◆ Dataset content:
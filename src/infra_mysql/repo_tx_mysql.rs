use crate::domain_port::{StorageTx, TxManager};
use anyhow::anyhow;
use sqlx::{MySql, MySqlConnection, MySqlPool, Transaction};

pub const MYSQL_BACKEND: &str = "mysql";

pub struct MySqlTxManager {
    pool: MySqlPool,
}

impl MySqlTxManager {
    pub fn new(pool: MySqlPool) -> Self {
        MySqlTxManager { pool }
    }
}

#[async_trait::async_trait]
impl TxManager for MySqlTxManager {
    async fn begin<'t>(&'t self) -> anyhow::Result<Box<dyn StorageTx<'t> + 't>> {
        let tx = self.pool.begin().await.map_err(|e| anyhow!(e))?;
        Ok(Box::new(MySqlTx::new(tx)))
    }
}

/// Row locks taken with `FOR UPDATE` live until commit or rollback.
pub struct MySqlTx<'t> {
    inner: Transaction<'t, MySql>,
}

impl<'t> MySqlTx<'t> {
    pub fn new(inner: Transaction<'t, MySql>) -> Self {
        MySqlTx { inner }
    }

    pub fn conn(&mut self) -> &mut MySqlConnection {
        self.inner.as_mut()
    }
}

#[async_trait::async_trait]
impl<'t> StorageTx<'t> for MySqlTx<'t> {
    fn backend(&self) -> &'static str {
        MYSQL_BACKEND
    }

    async fn commit(self: Box<Self>) -> anyhow::Result<()> {
        self.inner.commit().await.map_err(|e| anyhow!(e))?;
        Ok(())
    }

    async fn rollback(self: Box<Self>) -> anyhow::Result<()> {
        self.inner.rollback().await.map_err(|e| anyhow!(e))?;
        Ok(())
    }
}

◆ Task prompt: Exactly the lines from the one containing "async fn rollback(self: Box<Self>)" through the final line above, and only those, should be given again.

◆ Solution:
    async fn rollback(self: Box<Self>) -> anyhow::Result<()> {
        self.inner.rollback().await.map_err(|e| anyhow!(e))?;
        Ok(())
    }
}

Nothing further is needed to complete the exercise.